Back to the Future
October 9, 2015
A chance encounter down south leads to new connections
There are many retirement communities in southwest Florida, but one has a special distinction. Within three 300 yards of one another, in three separate garden-apartment complexes, the four surviving members of three alumni couples met for the first time. Even though all six had attended Bucknell during the late 1940s and early 1950s, they hadn't known each other. It took more than 50 years for them to finally meet up down south.
All three couples had met on campus and married after graduation, then pursued careers that included international service. Leanne Freas '50 and David Trout '50 married on campus the day after graduation in 1950, then moved to Ohio, where David began a 35-year career, ultimately as senior vice president of the Federal Paperboard Co., now International Paper. Leanne kept busy raising their three daughters and volunteering. David and Leanne made the Fort Myers area their winter-vacation destination for decades before buying a condominium on Sanibel Island. David died in 2006 after a long battle with cancer.

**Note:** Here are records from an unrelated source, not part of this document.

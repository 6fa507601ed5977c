//! Timer-driven acquisition.
//!
//! An [`Acquisition`] polls every enabled channel once per tick, in ascending
//! channel order, and broadcasts one [`Sample`] per successful reading.
//!
//! ## Tick semantics
//!
//! - A channel whose mode cannot be recognized is skipped for this tick.
//! - Any other error ends the tick immediately and requests a stop; later
//!   channels are not queried.
//! - If at least one sample went out, the sweep counter advances by one.
//! - Every tick that did not fail checks the sample/time limits, so a run of
//!   skipped ticks still ends on its time limit.
//!
//! A stop request (see [`StopHandle`]) is honored between ticks, including one
//! made before [`Acquisition::run`] starts; an exchange already in flight
//! always completes. The request is cleared when the run stops.

use crate::controller::ScpiDmm;
use crate::error::{DmmError, DmmResult};
use crate::limits::SAMPLE_CHANNEL_CAPACITY;
use crate::measurement::Reading;
use crate::transport::ScpiTransport;
use serde::{Deserialize, Serialize};
use std::sync::Arc;
use std::time::Duration;
use tokio::sync::{broadcast, watch};
use tokio::time::{Instant, MissedTickBehavior};
use tracing::{debug, error, info, instrument, warn};

/// A measurement channel of the meter.
#[derive(Debug, Clone, PartialEq, Eq)]
pub struct Channel {
    /// Device channel index
    pub index: usize,
    /// Display name
    pub name: String,
    /// Disabled channels are not polled
    pub enabled: bool,
}

impl Channel {
    /// Enabled channel.
    pub fn new(index: usize, name: impl Into<String>) -> Self {
        Self {
            index,
            name: name.into(),
            enabled: true,
        }
    }

    /// Builder-style enable switch.
    pub fn enabled(mut self, enabled: bool) -> Self {
        self.enabled = enabled;
        self
    }

    /// `count` enabled channels named `P1`, `P2`, ...
    pub fn defaults(count: usize) -> Vec<Channel> {
        (0..count)
            .map(|index| Channel::new(index, format!("P{}", index + 1)))
            .collect()
    }
}

/// A reading tagged with the channel it came from.
#[derive(Debug, Clone, PartialEq, Serialize, Deserialize)]
pub struct Sample {
    /// Device channel index
    pub channel: usize,
    /// Channel name
    pub channel_name: String,
    /// The reading
    #[serde(flatten)]
    pub reading: Reading,
}

/// Software sample and time limits.
#[derive(Debug, Clone, Default)]
pub struct SwLimits {
    limit_samples: Option<u64>,
    limit_time: Option<Duration>,
    samples_read: u64,
    started_at: Option<Instant>,
}

impl SwLimits {
    /// Limits; `None` disables either one.
    pub fn new(limit_samples: Option<u64>, limit_time: Option<Duration>) -> Self {
        Self {
            limit_samples,
            limit_time,
            ..Self::default()
        }
    }

    /// Reset counters and start the clock.
    pub fn start(&mut self) {
        self.samples_read = 0;
        self.started_at = Some(Instant::now());
    }

    /// Count completed sweeps.
    pub fn update_samples_read(&mut self, count: u64) {
        self.samples_read += count;
    }

    /// Sweeps counted since [`start`](Self::start).
    pub fn samples_read(&self) -> u64 {
        self.samples_read
    }

    /// Whether either limit has been reached.
    pub fn reached(&self) -> bool {
        if let Some(limit) = self.limit_samples {
            if self.samples_read >= limit {
                debug!(samples = self.samples_read, "Sample limit reached");
                return true;
            }
        }
        if let (Some(limit), Some(started)) = (self.limit_time, self.started_at) {
            if started.elapsed() >= limit {
                debug!(elapsed = ?started.elapsed(), "Time limit reached");
                return true;
            }
        }
        false
    }
}

/// Acquisition lifecycle.
#[derive(Debug, Clone, Copy, PartialEq, Eq)]
pub enum RunState {
    /// Not acquiring
    Idle,
    /// Ticking
    Polling,
}

/// Why a run ended.
#[derive(Debug, Clone, Copy, PartialEq, Eq)]
pub enum StopReason {
    /// A [`StopHandle`] asked for it
    Requested,
    /// Sample or time limit reached
    LimitReached,
    /// No one is subscribed to samples any more
    SessionClosed,
}

/// Result of one tick.
#[derive(Debug)]
pub enum TickOutcome {
    /// Keep polling
    Continue,
    /// Stop cleanly
    Stop(StopReason),
    /// Stop because of an error
    Fault(DmmError),
}

/// Summary of a finished run.
#[derive(Debug, Clone, Copy, PartialEq, Eq)]
pub struct RunSummary {
    /// Completed sweeps
    pub sweeps: u64,
    /// Why the run ended
    pub reason: StopReason,
}

/// Requests a running acquisition to stop.
#[derive(Debug, Clone)]
pub struct StopHandle {
    tx: Arc<watch::Sender<bool>>,
}

impl StopHandle {
    /// Stop before the next tick.
    pub fn request_stop(&self) {
        self.tx.send_replace(true);
    }

    /// Whether a stop is pending.
    pub fn is_stop_requested(&self) -> bool {
        *self.tx.borrow()
    }
}

/// Per-run state, created at start and dropped at stop.
#[derive(Debug)]
struct AcquisitionState {
    /// Latest reading per channel, reset every tick
    pending: Vec<Option<Reading>>,
    limits: SwLimits,
}

/// Polling acquisition over one meter.
#[derive(Debug)]
pub struct Acquisition<T> {
    dmm: ScpiDmm<T>,
    channels: Vec<Channel>,
    poll_interval: Duration,
    limits: SwLimits,
    state: RunState,
    run: Option<AcquisitionState>,
    samples: broadcast::Sender<Sample>,
    stop_tx: Arc<watch::Sender<bool>>,
    stop_rx: watch::Receiver<bool>,
}

impl<T: ScpiTransport> Acquisition<T> {
    /// Poll `channels` of `dmm` every `poll_interval`.
    pub fn new(dmm: ScpiDmm<T>, mut channels: Vec<Channel>, poll_interval: Duration) -> Self {
        channels.sort_by_key(|c| c.index);
        let (samples, _) = broadcast::channel(SAMPLE_CHANNEL_CAPACITY);
        let (stop_tx, stop_rx) = watch::channel(false);
        Self {
            dmm,
            channels,
            poll_interval,
            limits: SwLimits::default(),
            state: RunState::Idle,
            run: None,
            samples,
            stop_tx: Arc::new(stop_tx),
            stop_rx,
        }
    }

    /// Sample/time limits applied to each run.
    pub fn with_limits(mut self, limits: SwLimits) -> Self {
        self.limits = limits;
        self
    }

    /// Receive samples.
    pub fn subscribe(&self) -> broadcast::Receiver<Sample> {
        self.samples.subscribe()
    }

    /// Handle for stopping the run from elsewhere.
    pub fn stop_handle(&self) -> StopHandle {
        StopHandle {
            tx: Arc::clone(&self.stop_tx),
        }
    }

    /// Current lifecycle state.
    pub fn state(&self) -> RunState {
        self.state
    }

    /// Channels in polling order.
    pub fn channels(&self) -> &[Channel] {
        &self.channels
    }

    /// The meter.
    pub fn dmm(&self) -> &ScpiDmm<T> {
        &self.dmm
    }

    /// The meter, mutably.
    pub fn dmm_mut(&mut self) -> &mut ScpiDmm<T> {
        &mut self.dmm
    }

    /// Release the meter.
    pub fn into_dmm(self) -> ScpiDmm<T> {
        self.dmm
    }

    /// Readings of the last tick, one slot per channel in polling order.
    pub fn last_sweep(&self) -> Option<&[Option<Reading>]> {
        self.run.as_ref().map(|run| run.pending.as_slice())
    }

    /// Sweeps completed in the current run.
    pub fn sweeps(&self) -> u64 {
        self.run.as_ref().map_or(0, |run| run.limits.samples_read())
    }

    /// Enter the polling state.
    pub async fn start(&mut self) -> DmmResult<()> {
        if self.state == RunState::Polling {
            return Err(DmmError::InvalidArgument(
                "acquisition already running".to_string(),
            ));
        }
        self.dmm.start_acquisition().await?;

        let mut limits = self.limits.clone();
        limits.start();
        self.run = Some(AcquisitionState {
            pending: vec![None; self.channels.len()],
            limits,
        });
        self.state = RunState::Polling;
        info!(
            model = %self.dmm.profile().display_name(),
            channels = self.channels.len(),
            "Acquisition started"
        );
        Ok(())
    }

    /// Poll every enabled channel once.
    #[instrument(skip_all)]
    pub async fn tick(&mut self) -> TickOutcome {
        let Self {
            dmm,
            channels,
            run,
            samples,
            stop_tx,
            ..
        } = self;
        let Some(run) = run.as_mut() else {
            return TickOutcome::Fault(DmmError::InvalidArgument(
                "acquisition is not running".to_string(),
            ));
        };

        run.pending.iter_mut().for_each(|slot| *slot = None);
        let mut emitted = 0usize;
        let mut outcome = TickOutcome::Continue;

        for (slot, channel) in run.pending.iter_mut().zip(channels.iter()) {
            if !channel.enabled {
                continue;
            }
            match dmm.measure(channel.index).await {
                Ok(None) => debug!(channel = %channel.name, "No sample this tick"),
                Ok(Some(reading)) => {
                    *slot = Some(reading.clone());
                    let sample = Sample {
                        channel: channel.index,
                        channel_name: channel.name.clone(),
                        reading,
                    };
                    if samples.send(sample).is_err() {
                        warn!("No active receivers, stopping acquisition");
                        outcome = TickOutcome::Stop(StopReason::SessionClosed);
                        break;
                    }
                    emitted += 1;
                }
                Err(e) => {
                    error!(
                        channel = %channel.name,
                        class = ?e.class(),
                        error = %e,
                        "Measurement failed"
                    );
                    outcome = TickOutcome::Fault(e);
                    break;
                }
            }
        }

        if emitted > 0 {
            run.limits.update_samples_read(1);
        }
        if matches!(outcome, TickOutcome::Continue) && run.limits.reached() {
            outcome = TickOutcome::Stop(StopReason::LimitReached);
        }

        if !matches!(outcome, TickOutcome::Continue) {
            stop_tx.send_replace(true);
        }
        outcome
    }

    /// Leave the polling state, sending the model's stop command.
    ///
    /// Returns the number of completed sweeps.
    pub async fn stop(&mut self) -> u64 {
        let sweeps = self.sweeps();
        if self.state == RunState::Polling {
            if let Err(e) = self.dmm.stop_acquisition().await {
                warn!(error = %e, "Failed to send stop command");
            }
        }
        self.run = None;
        self.state = RunState::Idle;
        self.stop_tx.send_replace(false);
        self.stop_rx.borrow_and_update();
        info!(sweeps, "Acquisition stopped");
        sweeps
    }

    /// Start, tick every poll interval until stopped, then stop.
    pub async fn run(&mut self) -> DmmResult<RunSummary> {
        self.start().await?;

        let mut ticker = tokio::time::interval(self.poll_interval);
        ticker.set_missed_tick_behavior(MissedTickBehavior::Delay);

        let result = loop {
            tokio::select! {
                _ = ticker.tick() => {}
                _ = self.stop_rx.changed() => {}
            }
            if *self.stop_rx.borrow_and_update() {
                break Ok(StopReason::Requested);
            }
            match self.tick().await {
                TickOutcome::Continue => {}
                TickOutcome::Stop(reason) => break Ok(reason),
                TickOutcome::Fault(e) => break Err(e),
            }
        };

        let sweeps = self.stop().await;
        result.map(|reason| RunSummary { sweeps, reason })
    }
}

#[cfg(test)]
mod tests {
    use super::*;
    use crate::mock::MockTransport;
    use crate::models::AGILENT_34405A;
    use tracing_test::traced_test;

    #[test]
    fn default_channels_are_named_and_enabled() {
        let channels = Channel::defaults(2);
        assert_eq!(channels[0], Channel::new(0, "P1"));
        assert_eq!(channels[1].name, "P2");
        assert!(channels.iter().all(|c| c.enabled));
    }

    #[test]
    fn sample_limit() {
        let mut limits = SwLimits::new(Some(2), None);
        limits.start();
        assert!(!limits.reached());
        limits.update_samples_read(1);
        assert!(!limits.reached());
        limits.update_samples_read(1);
        assert!(limits.reached());
    }

    #[tokio::test(start_paused = true)]
    async fn time_limit() {
        let mut limits = SwLimits::new(None, Some(Duration::from_millis(500)));
        limits.start();
        assert!(!limits.reached());
        tokio::time::sleep(Duration::from_millis(500)).await;
        assert!(limits.reached());
    }

    #[test]
    fn no_limits_never_reached() {
        let mut limits = SwLimits::default();
        limits.start();
        limits.update_samples_read(1_000);
        assert!(!limits.reached());
    }

    #[tokio::test]
    #[traced_test]
    async fn fault_is_logged_with_its_class() {
        let mut mock = MockTransport::new();
        mock.expect_send("SYST:REM")
            .expect_query("CONF?", "\"VOLT +1.00000E+01,+1.00000E-05\"")
            .expect_query("READ?", "1.0 V");
        let dmm = ScpiDmm::new(mock, &AGILENT_34405A).unwrap();
        let mut acq = Acquisition::new(dmm, Channel::defaults(1), Duration::from_millis(10));
        let _rx = acq.subscribe();

        acq.start().await.unwrap();
        assert!(matches!(
            acq.tick().await,
            TickOutcome::Fault(DmmError::DataFormat(_))
        ));
        assert!(logs_contain("Measurement failed"));
        assert!(logs_contain("class=DataFormat"));
    }
}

The second couple is Bonnie Mackie '54 and Glen Aspinwall '52. Glen was on the football team and helped the Bisons to their undefeated, untied 1951 season. His jersey is displayed in the Bucknell Athletics Hall of Fame. Glen joined the Marines and rose to the rank of colonel and provost marshal at the huge U.S. naval base at Subic Bay, Philippines, in the 1970s.
Herb Wilcox '50, a Navy veteran attending Bucknell on the GI bill, met Janice Cupp '51 on campus. Because he'd been called back to serve in the Korean War, Janice's engagement ring was delivered by a postman while Herb was a drill instructor at Fort Dix, N.J. They were married Dec. 1,1951.
The Wilcoxes moved to Trieste, Italy, as Herb was assigned to the 351st Infantry Regiment, 88th Infantry Division facing off against the communist Yugoslav People's Army anxious to reoccupy the city after being driven out at the end of WWII.
They raised their two girls and a boy in Horseheads, N.Y., where Herb spent 13 years as an engineer for Westinghouse. Then the family moved to the Philippines, where Herb taught for the Methodist Board of Missions in Manila. The family was "asked" to leave the Philippines, accused of "associating with radicals" when President Ferdinand Marcos declared martial law. (This was about the same time Glen and Bonnie Aspinwall were about 75 miles away at Subic Bay.)
Back in the U.S., Herb was operations director for five years at a Goodwill Industries workshop in Baltimore. Herb and Janice then moved to Dhahran, Saudi Arabia, where Herb was a consultant with the Arabian American Oil Company (ARAMCO) and Janice was a librarian at an ARAMCO school for children of foreign employees. Herb retired, and the couple returned to Baltimore. Janice was a librarian at the Community College of Baltimore County for 13 years. She died in 2005 from complications of Alzheimer's disease.
In 2008 Herb, now living in the retirement community, attended a Bucknell Alumni dinner in Venice, Fla., his first since graduation. Leanne Trout attended the dinner, as was her custom. Her late husband had served on the Bucknell Board of Trustees for many years. Herb and Leanne introduced themselves and only then realized they were classmates as well as neighbors.
At that time, Herb and Leanne were unaware that the Aspinwalls also were their neighbors. In 2014, Herb Wilcox and Bonnie Aspinwall were in a class at the retirement community and learned they were fellow Bucknell alumni. And so the remaining members of the three couples reconnected.